-------- EXTRACTED DATA
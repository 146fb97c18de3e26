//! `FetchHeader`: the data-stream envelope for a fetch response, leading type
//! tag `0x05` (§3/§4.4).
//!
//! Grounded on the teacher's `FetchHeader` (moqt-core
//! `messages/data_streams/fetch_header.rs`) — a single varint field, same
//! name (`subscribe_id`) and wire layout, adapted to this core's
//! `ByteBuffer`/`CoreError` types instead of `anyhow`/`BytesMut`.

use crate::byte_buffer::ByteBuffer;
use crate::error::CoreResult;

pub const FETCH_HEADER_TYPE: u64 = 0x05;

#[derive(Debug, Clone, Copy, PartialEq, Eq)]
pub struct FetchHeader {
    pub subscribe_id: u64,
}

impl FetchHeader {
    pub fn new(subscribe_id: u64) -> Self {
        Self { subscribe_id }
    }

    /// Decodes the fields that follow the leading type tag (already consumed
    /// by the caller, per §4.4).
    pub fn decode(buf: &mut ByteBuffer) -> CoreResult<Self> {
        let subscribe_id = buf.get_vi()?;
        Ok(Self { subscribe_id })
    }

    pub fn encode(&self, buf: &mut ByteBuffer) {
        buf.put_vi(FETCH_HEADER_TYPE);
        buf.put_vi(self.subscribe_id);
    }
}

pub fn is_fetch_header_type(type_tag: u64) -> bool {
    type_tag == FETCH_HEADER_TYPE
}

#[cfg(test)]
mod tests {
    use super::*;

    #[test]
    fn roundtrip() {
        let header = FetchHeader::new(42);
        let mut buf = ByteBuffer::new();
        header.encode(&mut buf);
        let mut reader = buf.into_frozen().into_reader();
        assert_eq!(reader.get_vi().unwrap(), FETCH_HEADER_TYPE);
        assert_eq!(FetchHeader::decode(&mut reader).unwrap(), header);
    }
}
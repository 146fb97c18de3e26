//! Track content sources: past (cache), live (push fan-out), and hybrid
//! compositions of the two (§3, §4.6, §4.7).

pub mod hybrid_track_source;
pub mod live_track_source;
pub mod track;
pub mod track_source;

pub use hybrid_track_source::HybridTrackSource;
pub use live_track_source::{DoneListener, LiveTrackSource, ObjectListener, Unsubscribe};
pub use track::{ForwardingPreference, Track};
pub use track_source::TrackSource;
----------------
__TASK TO COMPLETE__
Copy out every line of the entries where the string "ByteBuffer" shows up.

__RESPONSE TO THIS TASK__
//! `ByteBuffer`/`CoreError` types instead of `anyhow`/`BytesMut`.
use crate::byte_buffer::ByteBuffer;
    pub fn decode(buf: &mut ByteBuffer) -> CoreResult<Self> {
    pub fn encode(&self, buf: &mut ByteBuffer) {
        let mut buf = ByteBuffer::new();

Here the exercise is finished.